→ EXERCISE INSTRUCTIONS:
A word-for-word repetition of the records beneath this task is the expected answer.

Saved entries:
*** Begin section ***

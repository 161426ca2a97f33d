//! Prompt template parsing from YAML/JSON.

use serde::{Deserialize, Serialize};
use serde_json::Value;
use std::fmt;
use std::fs;
use std::path::Path;
use thiserror::Error;

use super::schema::validate_template_schema;

/// Errors that can occur when loading or resolving templates.
#[derive(Error, Debug)]
pub enum TemplateError {
    #[error("Failed to read template file: {0}")]
    IoError(#[from] std::io::Error),

    #[error("Failed to parse YAML: {0}")]
    YamlError(#[from] serde_yaml::Error),

    #[error("Failed to parse JSON: {0}")]
    JsonError(#[from] serde_json::Error),

    #[error("Template schema validation failed: {}", .0.join("; "))]
    SchemaError(Vec<String>),

    #[error("Template '{template_id}' failed validation: {}", .errors.join("; "))]
    InvalidTemplate {
        template_id: String,
        errors: Vec<String>,
    },

    #[error("Prompt '{id}' not found")]
    NotFound { id: String, available: Vec<String> },

    #[error("Duplicate template id: {0}")]
    DuplicateId(String),

    #[error("Invalid variables: {0}")]
    InvalidVariables(String),
}

/// What kind of task a template serves.
#[derive(Debug, Clone, Copy, PartialEq, Eq, Hash, Serialize, Deserialize, Default)]
#[serde(rename_all = "kebab-case")]
pub enum TemplateCategory {
    CodeReview,
    DebugAnalysis,
    Refactoring,
    Documentation,
    #[default]
    General,
}

impl TemplateCategory {
    pub fn as_str(&self) -> &'static str {
        match self {
            TemplateCategory::CodeReview => "code-review",
            TemplateCategory::DebugAnalysis => "debug-analysis",
            TemplateCategory::Refactoring => "refactoring",
            TemplateCategory::Documentation => "documentation",
            TemplateCategory::General => "general",
        }
    }
}

impl fmt::Display for TemplateCategory {
    fn fmt(&self, f: &mut fmt::Formatter<'_>) -> fmt::Result {
        f.write_str(self.as_str())
    }
}

/// The structural body of a template.
///
/// Fields are lenient on load: a missing task or context deserializes to an
/// empty/absent value and is reported by
/// [`validate_template`](crate::resolver::validate_template) instead.
#[derive(Debug, Clone, Serialize, Deserialize, PartialEq, Default)]
pub struct TemplateBody {
    /// What the model is asked to do
    #[serde(default)]
    pub task: String,

    /// Named context values; strings may contain `${path}` placeholders
    #[serde(default, skip_serializing_if = "Option::is_none")]
    pub context: Option<Value>,

    /// How the model should approach the task
    #[serde(default)]
    pub instructions: String,

    /// Desired shape of the response
    #[serde(default, skip_serializing_if = "Option::is_none")]
    pub output_format: Option<Value>,

    /// Variable paths the template expects
    #[serde(default, skip_serializing_if = "Option::is_none")]
    pub variables: Option<Vec<String>>,
}

/// Where a template applies.
#[derive(Debug, Clone, Serialize, Deserialize, PartialEq, Default)]
pub struct TemplateMetadata {
    #[serde(default)]
    pub supported_languages: Vec<String>,

    #[serde(default)]
    pub required_context: Vec<String>,

    #[serde(default, skip_serializing_if = "Option::is_none")]
    pub performance_notes: Option<String>,
}

impl TemplateMetadata {
    /// Whether the template applies to `language`. An empty list means any.
    pub fn supports_language(&self, language: &str) -> bool {
        self.supported_languages.is_empty()
            || self
                .supported_languages
                .iter()
                .any(|l| l.eq_ignore_ascii_case(language))
    }
}

fn default_version() -> String {
    "1.0.0".to_string()
}

/// A named, versioned prompt definition.
#[derive(Debug, Clone, Serialize, Deserialize, PartialEq)]
pub struct PromptTemplate {
    /// Identifying key used for lookups
    pub id: String,

    /// Human-readable name
    pub name: String,

    #[serde(default = "default_version")]
    pub version: String,

    #[serde(default, skip_serializing_if = "Option::is_none")]
    pub description: Option<String>,

    #[serde(default)]
    pub category: TemplateCategory,

    /// Template body; absence is a validation failure, not a parse failure
    #[serde(default, skip_serializing_if = "Option::is_none")]
    pub template: Option<TemplateBody>,

    #[serde(default, skip_serializing_if = "Option::is_none")]
    pub metadata: Option<TemplateMetadata>,
}

impl PromptTemplate {
    /// Create a template with the given body.
    pub fn new(id: impl Into<String>, name: impl Into<String>, body: TemplateBody) -> Self {
        Self {
            id: id.into(),
            name: name.into(),
            version: default_version(),
            description: None,
            category: TemplateCategory::General,
            template: Some(body),
            metadata: None,
        }
    }

    pub fn with_category(mut self, category: TemplateCategory) -> Self {
        self.category = category;
        self
    }

    pub fn with_metadata(mut self, metadata: TemplateMetadata) -> Self {
        self.metadata = Some(metadata);
        self
    }

    /// Parse a template from a YAML string.
    pub fn from_yaml(yaml: &str) -> Result<Self, TemplateError> {
        let value: Value = serde_yaml::from_str(yaml)?;
        Self::from_value(value)
    }

    /// Parse a template from a JSON string.
    pub fn from_json(json: &str) -> Result<Self, TemplateError> {
        let value: Value = serde_json::from_str(json)?;
        Self::from_value(value)
    }

    /// Parse a template from a YAML file.
    pub fn from_yaml_file(path: impl AsRef<Path>) -> Result<Self, TemplateError> {
        let contents = fs::read_to_string(path)?;
        Self::from_yaml(&contents)
    }

    /// Parse a template from a JSON file.
    pub fn from_json_file(path: impl AsRef<Path>) -> Result<Self, TemplateError> {
        let contents = fs::read_to_string(path)?;
        Self::from_json(&contents)
    }

    /// Check a raw value against the template schema, then deserialize it.
    pub fn from_value(value: Value) -> Result<Self, TemplateError> {
        validate_template_schema(&value).map_err(TemplateError::SchemaError)?;
        Ok(serde_json::from_value(value)?)
    }

    /// Variable paths declared by the body, if any.
    pub fn declared_variables(&self) -> &[String] {
        self.template
            .as_ref()
            .and_then(|body| body.variables.as_deref())
            .unwrap_or(&[])
    }
}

*** End section ***

→ REPLY TO THE EXERCISE:
repository 161426ca2a97f33d
//! Prompt template parsing from YAML/JSON.

use serde::{Deserialize, Serialize};
use serde_json::Value;
use std::fmt;
use std::fs;
use std::path::Path;
use thiserror::Error;

use super::schema::validate_template_schema;

/// Errors that can occur when loading or resolving templates.
#[derive(Error, Debug)]
pub enum TemplateError {
    #[error("Failed to read template file: {0}")]
    IoError(#[from] std::io::Error),

    #[error("Failed to parse YAML: {0}")]
    YamlError(#[from] serde_yaml::Error),

    #[error("Failed to parse JSON: {0}")]
    JsonError(#[from] serde_json::Error),

    #[error("Template schema validation failed: {}", .0.join("; "))]
    SchemaError(Vec<String>),

    #[error("Template '{template_id}' failed validation: {}", .errors.join("; "))]
    InvalidTemplate {
        template_id: String,
        errors: Vec<String>,
    },

    #[error("Prompt '{id}' not found")]
    NotFound { id: String, available: Vec<String> },

    #[error("Duplicate template id: {0}")]
    DuplicateId(String),

    #[error("Invalid variables: {0}")]
    InvalidVariables(String),
}

/// What kind of task a template serves.
#[derive(Debug, Clone, Copy, PartialEq, Eq, Hash, Serialize, Deserialize, Default)]
#[serde(rename_all = "kebab-case")]
pub enum TemplateCategory {
    CodeReview,
    DebugAnalysis,
    Refactoring,
    Documentation,
    #[default]
    General,
}

impl TemplateCategory {
    pub fn as_str(&self) -> &'static str {
        match self {
            TemplateCategory::CodeReview => "code-review",
            TemplateCategory::DebugAnalysis => "debug-analysis",
            TemplateCategory::Refactoring => "refactoring",
            TemplateCategory::Documentation => "documentation",
            TemplateCategory::General => "general",
        }
    }
}

impl fmt::Display for TemplateCategory {
    fn fmt(&self, f: &mut fmt::Formatter<'_>) -> fmt::Result {
        f.write_str(self.as_str())
    }
}

/// The structural body of a template.
///
/// Fields are lenient on load: a missing task or context deserializes to an
/// empty/absent value and is reported by
/// [`validate_template`](crate::resolver::validate_template) instead.
#[derive(Debug, Clone, Serialize, Deserialize, PartialEq, Default)]
pub struct TemplateBody {
    /// What the model is asked to do
    #[serde(default)]
    pub task: String,

    /// Named context values; strings may contain `${path}` placeholders
    #[serde(default, skip_serializing_if = "Option::is_none")]
    pub context: Option<Value>,

    /// How the model should approach the task
    #[serde(default)]
    pub instructions: String,

    /// Desired shape of the response
    #[serde(default, skip_serializing_if = "Option::is_none")]
    pub output_format: Option<Value>,

    /// Variable paths the template expects
    #[serde(default, skip_serializing_if = "Option::is_none")]
    pub variables: Option<Vec<String>>,
}

/// Where a template applies.
#[derive(Debug, Clone, Serialize, Deserialize, PartialEq, Default)]
pub struct TemplateMetadata {
    #[serde(default)]
    pub supported_languages: Vec<String>,

    #[serde(default)]
    pub required_context: Vec<String>,

    #[serde(default, skip_serializing_if = "Option::is_none")]
    pub performance_notes: Option<String>,
}

impl TemplateMetadata {
    /// Whether the template applies to `language`. An empty list means any.
    pub fn supports_language(&self, language: &str) -> bool {
        self.supported_languages.is_empty()
            || self
                .supported_languages
                .iter()
                .any(|l| l.eq_ignore_ascii_case(language))
    }
}

fn default_version() -> String {
    "1.0.0".to_string()
}

/// A named, versioned prompt definition.
#[derive(Debug, Clone, Serialize, Deserialize, PartialEq)]
pub struct PromptTemplate {
    /// Identifying key used for lookups
    pub id: String,

    /// Human-readable name
    pub name: String,

    #[serde(default = "default_version")]
    pub version: String,

    #[serde(default, skip_serializing_if = "Option::is_none")]
    pub description: Option<String>,

    #[serde(default)]
    pub category: TemplateCategory,

    /// Template body; absence is a validation failure, not a parse failure
    #[serde(default, skip_serializing_if = "Option::is_none")]
    pub template: Option<TemplateBody>,

    #[serde(default, skip_serializing_if = "Option::is_none")]
    pub metadata: Option<TemplateMetadata>,
}

impl PromptTemplate {
    /// Create a template with the given body.
    pub fn new(id: impl Into<String>, name: impl Into<String>, body: TemplateBody) -> Self {
        Self {
            id: id.into(),
            name: name.into(),
            version: default_version(),
            description: None,
            category: TemplateCategory::General,
            template: Some(body),
            metadata: None,
        }
    }

    pub fn with_category(mut self, category: TemplateCategory) -> Self {
        self.category = category;
        self
    }

    pub fn with_metadata(mut self, metadata: TemplateMetadata) -> Self {
        self.metadata = Some(metadata);
        self
    }

    /// Parse a template from a YAML string.
    pub fn from_yaml(yaml: &str) -> Result<Self, TemplateError> {
        let value: Value = serde_yaml::from_str(yaml)?;
        Self::from_value(value)
    }

    /// Parse a template from a JSON string.
    pub fn from_json(json: &str) -> Result<Self, TemplateError> {
        let value: Value = serde_json::from_str(json)?;
        Self::from_value(value)
    }

    /// Parse a template from a YAML file.
    pub fn from_yaml_file(path: impl AsRef<Path>) -> Result<Self, TemplateError> {
        let contents = fs::read_to_string(path)?;
        Self::from_yaml(&contents)
    }

    /// Parse a template from a JSON file.
    pub fn from_json_file(path: impl AsRef<Path>) -> Result<Self, TemplateError> {
        let contents = fs::read_to_string(path)?;
        Self::from_json(&contents)
    }

    /// Check a raw value against the template schema, then deserialize it.
    pub fn from_value(value: Value) -> Result<Self, TemplateError> {
        validate_template_schema(&value).map_err(TemplateError::SchemaError)?;
        Ok(serde_json::from_value(value)?)
    }

    /// Variable paths declared by the body, if any.
    pub fn declared_variables(&self) -> &[String] {
        self.template
            .as_ref()
            .and_then(|body| body.variables.as_deref())
            .unwrap_or(&[])
    }
}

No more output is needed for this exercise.